Davacının, karısı davalı aleyhine zina sebebine dayalı olarak 17.3.1987 tarihinde Üsküdar Asliye 2.Hukuk Mahkemesinde açtığı ve önce görülen dava, 9.6.1989 tarihinde davadan feragat nedeniyle redle sonuçlanmış ve karar temyiz edilmeksizin 26.9.1989 tarihinde kesinleşmiştir. Davacı kocanın yine eşi davalı aleyhine evlilik birliğinin temelinden sarsılması Hukuki sebebiyle 15.8.1988 tarihinde Üsküdar Asliye 1. Hukuk Mahkemesinde ikame ettiği boşanma davası da, Mahkemece red edilmiş ve bu karar da 1.4.1991 tarihinde temyiz edilmeksizin kesinleşmiştir. Temyize konu dava ise 5.7.1993 tarihinde açılmıştır.
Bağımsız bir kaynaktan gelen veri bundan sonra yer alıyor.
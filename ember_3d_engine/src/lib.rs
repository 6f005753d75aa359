/*!
# Ember 3D Engine

Deferred-rendering core for the Ember3D engine: framebuffer management,
scoped GPU state tracking, the G-buffer and lighting passes, and the
pipeline that orchestrates them into a frame.

The GPU itself sits behind the [`device::GraphicsDevice`] trait; backend
crates (OpenGL, etc.) implement it, and the whole core can be exercised
against a recording mock without a GPU.

## Architecture

- **GraphicsDevice**: raw GPU operations (state, bindings, framebuffers)
- **StateManager**: snapshot stack + redundant-bind elision
- **FramebufferRegistry**: owns all off-screen render targets
- **GBufferPass / LightingPass**: the two implemented deferred stages
- **DeferredPipeline**: fixed stage order + per-frame submission lists
- **Renderer**: top-level owner tying the pieces together
*/

// Internal modules
mod engine;
mod error;
pub mod log;

pub mod camera;
pub mod device;
pub mod framebuffer;
pub mod pass;
pub mod pipeline;
pub mod renderer;
pub mod resource;
pub mod state;

// Main ember3d namespace module
pub mod ember3d {
    // Error types
    pub use crate::error::{Error, Result};

    // Engine facade (global logging host)
    pub use crate::engine::Engine;

    // Logging sub-module (types only, NOT macros)
    pub mod log {
        pub use crate::log::{DefaultLogger, LogEntry, LogSeverity, Logger};
    }

    // GPU device abstraction
    pub mod device {
        pub use crate::device::*;
    }

    // Render sub-module with all rendering types
    pub mod render {
        pub use crate::framebuffer::*;
        pub use crate::pass::*;
        pub use crate::pipeline::*;
        pub use crate::renderer::*;
        pub use crate::state::*;
    }

    // Resource collaborator traits
    pub mod resource {
        pub use crate::resource::*;
    }

    // Camera
    pub mod camera {
        pub use crate::camera::*;
    }
}

// Re-export math library at crate root
pub use glam;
Gerçekten 3444 sayılı Yasa ile değişik M.K.’nun 134/son maddesinde, boşanma sebeplerinden herhangi birisiyle açılmış bulunan davanın reddine karar verilmesi ve bu kararın kesinleştiği tarihten itibaren 3 yıl geçmesi halinde her ne sebeple olursa olsun müşterek hayat yeniden kurulmamışsa eşlerden birinin talebi üzerine boşanmaya karar verilir hükmü yer almıştır. Tarafların, önce görülen ve feragat nedeniyle red edilen davadan itibaren fiilen ayrı yaşamlarını sürdürdükleri ve müşterek yuvayı devam ettirmek üzere bir araya gelmedikleri hususunda bir uyuşmazlık yoktur. HUMK.’nun 91. maddesinde feragatın iki taraftan birinin netice-i talebinden vazgeçmesi olduğu belirlendikten sonra 95. maddesinde de, feragatin kat’ı bir hükmün hukuki neticelerini hasıl edeceği hükme bağlanmıştır.
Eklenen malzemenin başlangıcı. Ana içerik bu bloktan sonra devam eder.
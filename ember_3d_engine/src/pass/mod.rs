//! Render passes
//!
//! Each stage of the pipeline implements [`RenderPass`]: `prepare`
//! binds the output target and pushes the pass's state snapshot, `draw`
//! issues the work, and `clean` pops the snapshot and releases
//! bindings. The pipeline calls the three in order and a pass that
//! returns `false` from `prepare` is skipped for the frame.

pub mod gbuffer_pass;
pub mod lighting_pass;

pub use gbuffer_pass::{GBufferPass, RenderObject};
pub use lighting_pass::{DirectionalLight, LightingPass, PointLight};

use crate::device::GraphicsDevice;
use crate::framebuffer::FramebufferRegistry;
use crate::state::StateManager;

/// Everything a pass needs for one frame, borrowed from the renderer
pub struct RenderContext<'a> {
    pub device: &'a mut dyn GraphicsDevice,
    pub framebuffers: &'a mut FramebufferRegistry,
    pub state: &'a mut StateManager,
}

/// A pipeline stage
pub trait RenderPass {
    /// Bind outputs and push pass state. Returns false to skip the pass.
    fn prepare(&mut self, ctx: &mut RenderContext) -> bool;

    /// Issue the pass's draw calls
    fn draw(&mut self, ctx: &mut RenderContext);

    /// Pop pass state and release bindings
    fn clean(&mut self, ctx: &mut RenderContext);
}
Somut olayda, Üsküdar Asliye 2. Hukuk Mahkemesinde önce açılan zina nedenine dayalı boşanma davası feragat nedeniyle de olsa redle sonuçlanmış ve kesinleşmiştir. Temyize konu davanın açıldığı tarih itibariyle de davanın reddine ilişkin ilk kararın kesinleştiği tarihten itibaren 3 yıl geçmiş durumdadır. Bu itibarla olayda, M.K. 134/son maddesinde öngörülen koşulların oluşturduğu vurgulanmak suretiyle davanın kabul edilmesi gereğine işaret eden ve Yasa koyucu tarafından M.K.’nun boşanma ile ilgili gereğine işaret eden ve Yasa koyucu tarafından M.K.’nun boşanma ile ilgili hükümlerine yönelik olarak 3444 sayılı Yasa ile getirilen yeni düzenleme ile güdülen amaç da nazara alınmak suretiyle Hukuk Genel Kurulunca da benimsenen Özel Daire bozma kararına uyulması gerekirken önceki kararda direnilmesi doğru değildir.
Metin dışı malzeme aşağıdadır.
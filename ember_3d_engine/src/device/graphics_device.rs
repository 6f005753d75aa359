//! GraphicsDevice trait and the handle/descriptor types it speaks
//!
//! The trait covers exactly the GPU surface the deferred pipeline
//! needs: pipeline state switches, texture/buffer/framebuffer lifetime,
//! binding points, and non-indexed draws. Backends implement it against
//! a real API; the engine core and its tests only ever see the trait.

use bitflags::bitflags;

// ===== OPAQUE HANDLES =====

/// Opaque GPU texture handle (0 = none)
#[derive(Debug, Clone, Copy, PartialEq, Eq, Hash)]
pub struct TextureHandle(pub u64);

/// Opaque GPU buffer handle (0 = none)
#[derive(Debug, Clone, Copy, PartialEq, Eq, Hash)]
pub struct BufferHandle(pub u64);

/// Opaque vertex array handle (0 = none)
#[derive(Debug, Clone, Copy, PartialEq, Eq, Hash)]
pub struct VertexArrayHandle(pub u64);

/// Opaque framebuffer handle (0 = the default framebuffer)
#[derive(Debug, Clone, Copy, PartialEq, Eq, Hash)]
pub struct FramebufferHandle(pub u64);

/// Opaque shader program handle (0 = none)
#[derive(Debug, Clone, Copy, PartialEq, Eq, Hash)]
pub struct ProgramHandle(pub u64);

impl TextureHandle {
    /// The "nothing bound" handle
    pub const NONE: TextureHandle = TextureHandle(0);
}

impl BufferHandle {
    /// The "nothing bound" handle
    pub const NONE: BufferHandle = BufferHandle(0);
}

impl VertexArrayHandle {
    /// The "nothing bound" handle
    pub const NONE: VertexArrayHandle = VertexArrayHandle(0);
}

impl FramebufferHandle {
    /// The window-system default framebuffer
    pub const DEFAULT: FramebufferHandle = FramebufferHandle(0);
}

// ===== PIPELINE STATE ENUMS =====

/// Polygon rasterization mode
#[derive(Debug, Clone, Copy, PartialEq, Eq)]
pub enum PolygonMode {
    Fill,
    Line,
    Point,
}

/// Depth comparison function
#[derive(Debug, Clone, Copy, PartialEq, Eq)]
pub enum CompareFunc {
    Never,
    Less,
    Equal,
    LessEqual,
    Greater,
    NotEqual,
    GreaterEqual,
    Always,
}

/// Blend factor for source/destination color
#[derive(Debug, Clone, Copy, PartialEq, Eq)]
pub enum BlendFactor {
    Zero,
    One,
    SrcColor,
    OneMinusSrcColor,
    SrcAlpha,
    OneMinusSrcAlpha,
    DstAlpha,
    OneMinusDstAlpha,
}

/// Which polygon faces are culled
#[derive(Debug, Clone, Copy, PartialEq, Eq)]
pub enum CullFace {
    Front,
    Back,
    FrontAndBack,
}

/// Winding order that counts as front-facing
#[derive(Debug, Clone, Copy, PartialEq, Eq)]
pub enum FrontFace {
    Ccw,
    Cw,
}

// ===== TEXTURE DESCRIPTORS =====

/// Texture binding target
#[derive(Debug, Clone, Copy, PartialEq, Eq)]
pub enum TextureTarget {
    Texture2d,
    CubeMap,
}

/// Texture storage format
#[derive(Debug, Clone, Copy, PartialEq, Eq)]
pub enum TextureFormat {
    /// 8-bit normalized RGBA (LDR color, packed material channels)
    Rgba8,
    /// 16-bit float RGBA (HDR color, world-space normals)
    Rgba16F,
    /// 24-bit depth
    Depth24,
}

/// Texture filtering mode
#[derive(Debug, Clone, Copy, PartialEq, Eq)]
pub enum TextureFilter {
    Nearest,
    Linear,
}

/// Texture coordinate wrapping mode
#[derive(Debug, Clone, Copy, PartialEq, Eq)]
pub enum TextureWrap {
    ClampToEdge,
    ClampToBorder,
    Repeat,
}

/// Description of a texture to create
///
/// Render-target textures are created through the helpers so the
/// registry allocates every attachment with consistent parameters.
#[derive(Debug, Clone, Copy, PartialEq)]
pub struct TextureDesc {
    pub target: TextureTarget,
    pub width: u32,
    pub height: u32,
    pub format: TextureFormat,
    pub min_filter: TextureFilter,
    pub mag_filter: TextureFilter,
    pub wrap: TextureWrap,
    /// Border color, only meaningful with `TextureWrap::ClampToBorder`
    pub border_color: Option<[f32; 4]>,
}

impl TextureDesc {
    /// Color render-target texture (nearest filtering, clamp to edge)
    pub fn color(width: u32, height: u32, format: TextureFormat) -> Self {
        Self {
            target: TextureTarget::Texture2d,
            width,
            height,
            format,
            min_filter: TextureFilter::Nearest,
            mag_filter: TextureFilter::Nearest,
            wrap: TextureWrap::ClampToEdge,
            border_color: None,
        }
    }

    /// Depth render-target texture
    ///
    /// Clamps to a white border so shadow lookups outside the map read
    /// "fully lit" instead of wrapping into a neighboring texel.
    pub fn depth(width: u32, height: u32) -> Self {
        Self {
            target: TextureTarget::Texture2d,
            width,
            height,
            format: TextureFormat::Depth24,
            min_filter: TextureFilter::Nearest,
            mag_filter: TextureFilter::Nearest,
            wrap: TextureWrap::ClampToBorder,
            border_color: Some([1.0, 1.0, 1.0, 1.0]),
        }
    }

    /// Depth cube map for omnidirectional (point light) shadows
    pub fn depth_cube(size: u32) -> Self {
        Self {
            target: TextureTarget::CubeMap,
            width: size,
            height: size,
            format: TextureFormat::Depth24,
            min_filter: TextureFilter::Nearest,
            mag_filter: TextureFilter::Nearest,
            wrap: TextureWrap::ClampToEdge,
            border_color: None,
        }
    }
}

// ===== FRAMEBUFFER TYPES =====

/// Framebuffer attachment point
#[derive(Debug, Clone, Copy, PartialEq, Eq)]
pub enum AttachmentPoint {
    /// Color attachment at the given index
    Color(u32),
    /// The depth attachment
    Depth,
}

bitflags! {
    /// Which buffers a clear operation touches
    #[derive(Debug, Clone, Copy, PartialEq, Eq)]
    pub struct ClearMask: u32 {
        const COLOR = 1;
        const DEPTH = 1 << 1;
        const STENCIL = 1 << 2;
    }
}

// ===== DEVICE LIMITS =====

/// Queryable device limits relevant to the binding cache
#[derive(Debug, Clone, Copy, PartialEq, Eq)]
pub struct DeviceLimits {
    pub max_texture_units: u32,
    pub max_uniform_buffer_bindings: u32,
}

impl Default for DeviceLimits {
    fn default() -> Self {
        Self {
            max_texture_units: 32,
            max_uniform_buffer_bindings: 16,
        }
    }
}

// ===== THE DEVICE TRAIT =====

/// Raw GPU operations behind a backend-agnostic trait
///
/// No call here is elided or validated; redundancy filtering lives in
/// `StateManager`. Implementations translate each method 1:1 into the
/// backend API. The trait is deliberately not `Send`/`Sync`: device
/// contexts are bound to the thread that created them.
pub trait GraphicsDevice {
    /// Query device limits
    fn limits(&self) -> DeviceLimits;

    // --- pipeline state ---

    fn set_polygon_mode(&mut self, mode: PolygonMode);
    fn set_line_width(&mut self, width: f32);
    fn set_point_size(&mut self, size: f32);
    fn set_depth_test(&mut self, enabled: bool, func: CompareFunc);
    fn set_blend(&mut self, enabled: bool, src: BlendFactor, dst: BlendFactor);
    fn set_cull(&mut self, enabled: bool, face: CullFace, front: FrontFace);
    fn set_swap_interval(&mut self, interval: i32);
    fn set_multisample(&mut self, enabled: bool);

    // --- binding points ---

    fn bind_texture(&mut self, unit: u32, target: TextureTarget, texture: TextureHandle);
    fn bind_uniform_buffer(&mut self, binding_point: u32, buffer: BufferHandle);
    fn bind_vertex_array(&mut self, vao: VertexArrayHandle);

    // --- textures ---

    fn create_texture(&mut self, desc: &TextureDesc) -> TextureHandle;
    fn delete_texture(&mut self, texture: TextureHandle);

    // --- framebuffers ---

    fn create_framebuffer(&mut self) -> FramebufferHandle;
    fn delete_framebuffer(&mut self, framebuffer: FramebufferHandle);
    /// Bind for subsequent attachment/draw calls (0 = default framebuffer)
    fn bind_framebuffer(&mut self, framebuffer: FramebufferHandle);
    /// Attach a texture to the currently bound framebuffer
    fn attach_texture(&mut self, point: AttachmentPoint, texture: TextureHandle);
    /// Enable the first `count` color attachments as draw buffers (MRT)
    fn set_draw_buffers(&mut self, count: u32);
    /// Disable color reads/writes on the bound framebuffer (depth-only targets)
    fn disable_color_output(&mut self);
    /// Completeness check for the currently bound framebuffer
    fn framebuffer_complete(&mut self) -> bool;

    // --- viewport and clearing ---

    fn set_viewport(&mut self, width: u32, height: u32);
    fn set_clear_color(&mut self, color: [f32; 4]);
    fn clear(&mut self, mask: ClearMask);

    // --- geometry ---

    fn create_vertex_array(&mut self) -> VertexArrayHandle;
    fn delete_vertex_array(&mut self, vao: VertexArrayHandle);
    /// Create an immutable vertex buffer from raw bytes, attached to the
    /// currently bound vertex array
    fn create_buffer(&mut self, data: &[u8]) -> BufferHandle;
    fn delete_buffer(&mut self, buffer: BufferHandle);
    /// Describe a float attribute on the currently bound vertex array
    fn set_vertex_attribute(&mut self, index: u32, components: u32, stride: u32, offset: u32);
    /// Non-indexed draw from the currently bound vertex array
    fn draw_arrays(&mut self, first: u32, count: u32);
}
Nitekim Hukuk Genel Kurulu’nun 9.2.1994 gün 1993/2-846 E-1994/46 K. sayılı kararında da aynı görüş benimsenmiştir. O halde Usul ve Yasa’ya uygun bulunmayan direnme kararı bozulmalıdır.
Davacı vekilinin temyiz itirazlarının kabulü ile, direnme kararının Özel Daire bozma kararında gösterilen nedenlerden dolayı BOZULMASINA, oybirliği ile karar verildi.